- GBP/USD has extended its downfall, amid growing uncertainty about Brexit and global trade tensions.
- Further political developments, as well as UK PMIs, will shape the pound’s trading.
- The daily chart for early June shows oversold conditions on GBP/USD, implying a bounce.
- Experts are bearish in the short term but foresee considerable bounces later on.
What just happened: Political uncertainty and trade dominate
The week began with a humiliating defeat to Britain’s mainstream parties which ground to those that had a clear message on the UK’s exit from the EU. Nigel Farage’s Brexit Party won the election, sending the ruling Conservatives to the fifth place. The pro-Remain Liberal-Democrats came in second, pushing Labour to third place.
The fragmentation of British politics has been overshadowed only by the polarization in the public that implies no compromise – it is either a hard Brexit or no Brexit at all – and the pound suffered.

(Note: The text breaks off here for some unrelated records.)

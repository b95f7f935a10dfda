//! Testing utilities and mock implementations
//!
//! This module provides mock implementations for testing the chat session
//! without requiring a running MQTT broker.

pub mod mocks;

pub use mocks::*;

Theresa May is still Prime Minister and the official leadership contest begins only on June 10th, but the contest is in full swing. Former foreign secretary Boris Johnson is still the bookies’ favorite to win the race, but a fierce “anti-Boris” camp has emerged and Johnson’s entry to Downing Street is not guaranteed. Former Brexit secretary Dominic Raab – a pro-Brexit member like Johnson – has launched a “clean campaign” pledge that excluded his competitor.

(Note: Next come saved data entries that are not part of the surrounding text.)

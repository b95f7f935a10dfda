//! Wire codec for chat payloads
//!
//! Encoding joins the three fields with [`FIELD_DELIMITER`]. Decoding splits
//! into at most three segments, so delimiters inside the text survive.

use super::messages::{now_millis, ChatMessage};
use thiserror::Error;

/// Single-character separator between wire fields
pub const FIELD_DELIMITER: char = '|';

/// Payload decoding failures
#[derive(Debug, Error, PartialEq, Eq)]
pub enum DecodeError {
    #[error("Malformed payload: expected 3 '|'-separated fields, found {found}")]
    MalformedPayload { found: usize },
}

/// Encode a chat message into its wire payload
///
/// Exactly two delimiters are inserted regardless of what `text` contains.
pub fn encode(sender_id: &str, timestamp_millis: i64, text: &str) -> Vec<u8> {
    format!("{sender_id}{FIELD_DELIMITER}{timestamp_millis}{FIELD_DELIMITER}{text}").into_bytes()
}

/// Decode a wire payload
///
/// A timestamp that is not an integer is replaced with the receiver's current
/// time rather than rejected. Invalid UTF-8 is replaced lossily. The returned
/// message has `from_self == false`; callers attribute it.
pub fn decode(payload: &[u8]) -> Result<ChatMessage, DecodeError> {
    let payload = String::from_utf8_lossy(payload);
    let mut segments = payload.splitn(3, FIELD_DELIMITER);

    let (Some(sender_id), Some(timestamp), Some(text)) =
        (segments.next(), segments.next(), segments.next())
    else {
        return Err(DecodeError::MalformedPayload {
            found: payload.split(FIELD_DELIMITER).count(),
        });
    };

    let timestamp_millis = timestamp.parse::<i64>().unwrap_or_else(|_| {
        tracing::debug!(
            target: "chat_codec",
            raw = %timestamp,
            "Unparseable timestamp, substituting local time"
        );
        now_millis()
    });

    Ok(ChatMessage::new(sender_id, timestamp_millis, text))
}

#[cfg(test)]
mod tests {
    use super::*;
    use proptest::prelude::*;

    #[test]
    fn test_encode_layout() {
        assert_eq!(encode("id", 42, "hello"), b"id|42|hello".to_vec());
    }

    #[test]
    fn test_encode_keeps_delimiters_in_text() {
        assert_eq!(encode("id", 7, "a|b|c"), b"id|7|a|b|c".to_vec());
    }

    #[test]
    fn test_encode_negative_timestamp() {
        assert_eq!(encode("id", -1, "x"), b"id|-1|x".to_vec());
    }

    #[test]
    fn test_decode_rejects_single_segment() {
        assert_eq!(
            decode(b"onlyonepart"),
            Err(DecodeError::MalformedPayload { found: 1 })
        );
    }

    #[test]
    fn test_decode_rejects_two_segments() {
        assert_eq!(decode(b"a|b"), Err(DecodeError::MalformedPayload { found: 2 }));
    }

    #[test]
    fn test_decode_minimal_payload() {
        let msg = decode(b"a|5|c").unwrap();
        assert_eq!(msg.sender_id, "a");
        assert_eq!(msg.timestamp_millis, 5);
        assert_eq!(msg.text, "c");
        assert!(!msg.from_self);
    }

    #[test]
    fn test_decode_empty_text() {
        let msg = decode(b"a|5|").unwrap();
        assert_eq!(msg.text, "");
    }

    #[test]
    fn test_decode_rejoins_text_delimiters() {
        let msg = decode(b"a|5|x|y||z").unwrap();
        assert_eq!(msg.text, "x|y||z");
    }

    #[test]
    fn test_decode_timestamp_fallback_uses_now() {
        let before = now_millis();
        let msg = decode(b"id|notanumber|hello").unwrap();
        let after = now_millis();

        assert_eq!(msg.sender_id, "id");
        assert_eq!(msg.text, "hello");
        assert!(msg.timestamp_millis >= before && msg.timestamp_millis <= after);
    }

    #[test]
    fn test_decode_invalid_utf8_is_lossy() {
        let msg = decode(b"id|1|caf\xff").unwrap();
        assert_eq!(msg.text, "caf\u{FFFD}");
    }

    proptest! {
        #[test]
        fn encode_decode_roundtrip(
            sender in "[A-Za-z0-9_-]{1,40}",
            ts in any::<i64>(),
            text in ".*",
        ) {
            let decoded = decode(&encode(&sender, ts, &text)).unwrap();
            prop_assert_eq!(decoded.sender_id, sender);
            prop_assert_eq!(decoded.timestamp_millis, ts);
            prop_assert_eq!(decoded.text, text);
        }

        #[test]
        fn decode_never_panics(payload in proptest::collection::vec(any::<u8>(), 0..256)) {
            let _ = decode(&payload);
        }
    }
}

Members that support a softer version of Brexit have also stepped up their game. Jeremy Hunt – who replaced Johnson at the foreign office – is one of the top candidates calling for a renegotiation of the Irish backstop. However, Chief EU Negotiator Michel Barnier reiterated the bloc’s fierce opposition to reopening the accord.
In the US, GDP growth met expectations but the weak inflation component triggered concerns about future growth and sent bond yields down. Treasuries were also in demand on the intensifying trade wars. China is preparing to limit exports of rare earth as the US is growing skeptical of striking a deal. President Donald Trump reopened the North American front by threatening to slap tariffs on Mexico as a punishment for allowing migrants to flow past the border – weighing on the global mood as well.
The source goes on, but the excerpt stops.